Action item: From the top of the entries below through the line containing "use crate::handlers::classify_repo_error;", return every line exactly as written, please, and stop there.

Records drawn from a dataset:
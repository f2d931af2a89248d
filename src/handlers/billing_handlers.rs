use axum::{
    extract::{Path, State},
    Json,
};
use std::sync::Arc;
use tracing::{debug, info, instrument};

use crate::db::DbPool;
use crate::dto::{BillDetailDto, CreatePaymentDto};
use crate::errors::ApiError;
use crate::handlers::classify_repo_error;
use crate::models::{Bill, Payment};
use crate::repo;

/// Handler for checking a booking out
///
/// This function handles POST requests to `/bookings/{id}/checkout`. Issues
/// the bill, frees the rooms, and reports the payment reconciliation.
///
/// ### Returns
///
/// The issued bill with its payment state as JSON
#[instrument(skip(pool), fields(booking_id = %booking_id))]
pub async fn checkout_handler(
    State(pool): State<Arc<DbPool>>,
    Path(booking_id): Path<String>,
) -> Result<Json<BillDetailDto>, ApiError> {
    debug!("Checking out booking");

    let bill = repo::checkout_booking(&pool, &booking_id)
        .await
        .map_err(classify_repo_error)?;

    info!("Issued bill no {} for booking {}", bill.get_bill_no(), booking_id);

    bill_detail(&pool, bill).map(Json)
}

/// Handler for recording a payment against a booking
///
/// This function handles POST requests to `/bookings/{id}/payments`.
#[instrument(skip(pool, payload), fields(booking_id = %booking_id, amount_cents = %payload.amount_cents))]
pub async fn record_payment_handler(
    State(pool): State<Arc<DbPool>>,
    Path(booking_id): Path<String>,
    Json(payload): Json<CreatePaymentDto>,
) -> Result<Json<Payment>, ApiError> {
    if payload.amount_cents <= 0 {
        return Err(ApiError::Validation(format!(
            "Payment amount must be positive, got {}",
            payload.amount_cents
        )));
    }
    if payload.method.trim().is_empty() {
        return Err(ApiError::Validation("Payment method must not be empty".to_string()));
    }

    let payment = repo::record_payment(
        &pool,
        &booking_id,
        payload.amount_cents,
        &payload.method,
        payload.note,
    )
    .await
    .map_err(classify_repo_error)?;

    Ok(Json(payment))
}

/// Handler for listing the payments on a booking
///
/// This function handles GET requests to `/bookings/{id}/payments`.
#[instrument(skip(pool), fields(booking_id = %booking_id))]
pub async fn list_payments_handler(
    State(pool): State<Arc<DbPool>>,
    Path(booking_id): Path<String>,
) -> Result<Json<Vec<Payment>>, ApiError> {
    repo::get_booking(&pool, &booking_id)
        .map_err(ApiError::Database)?
        .ok_or(ApiError::NotFound)?;

    let payments = repo::list_payments_for_booking(&pool, &booking_id)
        .map_err(ApiError::Database)?;

    Ok(Json(payments))
}

/// Handler for listing all bills
///
/// This function handles GET requests to `/bills`.
pub async fn list_bills_handler(
    State(pool): State<Arc<DbPool>>,
) -> Result<Json<Vec<Bill>>, ApiError> {
    let bills = repo::list_bills(&pool).map_err(ApiError::Database)?;

    Ok(Json(bills))
}

/// Handler for retrieving a bill with its payment reconciliation
///
/// This function handles GET requests to `/bills/{id}`.
#[instrument(skip(pool), fields(bill_id = %bill_id))]
pub async fn get_bill_handler(
    State(pool): State<Arc<DbPool>>,
    Path(bill_id): Path<String>,
) -> Result<Json<BillDetailDto>, ApiError> {
    let bill = repo::get_bill(&pool, &bill_id)
        .map_err(ApiError::Database)?
        .ok_or(ApiError::NotFound)?;

    bill_detail(&pool, bill).map(Json)
}

/// Assembles a bill's payment reconciliation
fn bill_detail(pool: &DbPool, bill: Bill) -> Result<BillDetailDto, ApiError> {
    let booking_id = bill.get_booking_id();
    let payments = repo::list_payments_for_booking(pool, &booking_id).map_err(ApiError::Database)?;
    let paid_cents = repo::paid_total_for_booking(pool, &booking_id).map_err(ApiError::Database)?;

    Ok(BillDetailDto {
        balance_cents: bill.get_total_cents() - paid_cents,
        bill,
        paid_cents,
        payments,
    })
}

#[cfg(test)]
mod tests {
    use super::*;
    use crate::dto::BookingRoomRequestDto;
    use crate::repo::tests::setup_test_db;
    use chrono::NaiveDate;

    fn date(y: i32, m: u32, d: u32) -> NaiveDate {
        NaiveDate::from_ymd_opt(y, m, d).unwrap()
    }

    /// Three nights at 12000 cents, already checked in
    async fn seed_checked_in(pool: &DbPool) -> String {
        let room = repo::create_room(pool, "101", "double", 12_000).await.unwrap();
        let customer = repo::create_customer(pool, "Guest", None, None, None).await.unwrap();
        let (booking, _) = repo::create_booking(
            pool,
            &customer.get_id(),
            None,
            &[BookingRoomRequestDto {
                room_id: room.get_id(),
                check_in: date(2025, 6, 10),
                check_out: date(2025, 6, 13),
                rate_cents: None,
            }],
        ).await.unwrap();
        repo::check_in_booking(pool, &booking.get_id()).await.unwrap();
        booking.get_id()
    }

    #[tokio::test]
    async fn test_checkout_handler_reports_balance() {
        let pool = setup_test_db();
        let booking_id = seed_checked_in(&pool).await;

        repo::record_payment(&pool, &booking_id, 10_000, "cash", None).await.unwrap();

        let detail = checkout_handler(State(pool.clone()), Path(booking_id)).await.unwrap().0;

        assert_eq!(detail.bill.get_total_cents(), 36_000);
        assert_eq!(detail.paid_cents, 10_000);
        assert_eq!(detail.balance_cents, 26_000);
        assert!(!detail.bill.is_settled());
    }

    #[tokio::test]
    async fn test_checkout_handler_conflict_when_reserved() {
        let pool = setup_test_db();

        let room = repo::create_room(&pool, "101", "double", 12_000).await.unwrap();
        let customer = repo::create_customer(&pool, "Guest", None, None, None).await.unwrap();
        let (booking, _) = repo::create_booking(
            &pool,
            &customer.get_id(),
            None,
            &[BookingRoomRequestDto {
                room_id: room.get_id(),
                check_in: date(2025, 6, 10),
                check_out: date(2025, 6, 13),
                rate_cents: None,
            }],
        ).await.unwrap();

        let result = checkout_handler(State(pool.clone()), Path(booking.get_id())).await;

        assert!(matches!(result.unwrap_err(), ApiError::Conflict(_)));
    }

    #[tokio::test]
    async fn test_record_payment_handler_validates_amount() {
        let pool = setup_test_db();
        let booking_id = seed_checked_in(&pool).await;

        let result = record_payment_handler(
            State(pool.clone()),
            Path(booking_id),
            Json(CreatePaymentDto {
                amount_cents: -500,
                method: "cash".to_string(),
                note: None,
            }),
        ).await;

        assert!(matches!(result.unwrap_err(), ApiError::Validation(_)));
    }

    #[tokio::test]
    async fn test_record_payment_handler_unknown_booking() {
        let pool = setup_test_db();

        let result = record_payment_handler(
            State(pool.clone()),
            Path("nonexistent".to_string()),
            Json(CreatePaymentDto {
                amount_cents: 1_000,
                method: "cash".to_string(),
                note: None,
            }),
        ).await;

        assert!(matches!(result.unwrap_err(), ApiError::NotFound));
    }

    #[tokio::test]
    async fn test_get_bill_handler_settled_after_full_payment() {
        let pool = setup_test_db();
        let booking_id = seed_checked_in(&pool).await;

        let detail = checkout_handler(State(pool.clone()), Path(booking_id.clone()))
            .await.unwrap().0;
        let payment = record_payment_handler(
            State(pool.clone()),
            Path(booking_id),
            Json(CreatePaymentDto {
                amount_cents: 36_000,
                method: "card".to_string(),
                note: None,
            }),
        ).await.unwrap().0;
        assert_eq!(payment.get_amount_cents(), 36_000);

        let detail = get_bill_handler(State(pool.clone()), Path(detail.bill.get_id()))
            .await.unwrap().0;
        assert!(detail.bill.is_settled());
        assert_eq!(detail.balance_cents, 0);
    }

    #[tokio::test]
    async fn test_list_payments_handler_unknown_booking() {
        let pool = setup_test_db();

        let result = list_payments_handler(State(pool.clone()), Path("nonexistent".to_string())).await;

        assert!(matches!(result.unwrap_err(), ApiError::NotFound));
    }
}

Expected answer:
repository f2d931af2a89248d
filename src/handlers/billing_handlers.rs
use axum::{
    extract::{Path, State},
    Json,
};
use std::sync::Arc;
use tracing::{debug, info, instrument};

use crate::db::DbPool;
use crate::dto::{BillDetailDto, CreatePaymentDto};
use crate::errors::ApiError;
use crate::handlers::classify_repo_error;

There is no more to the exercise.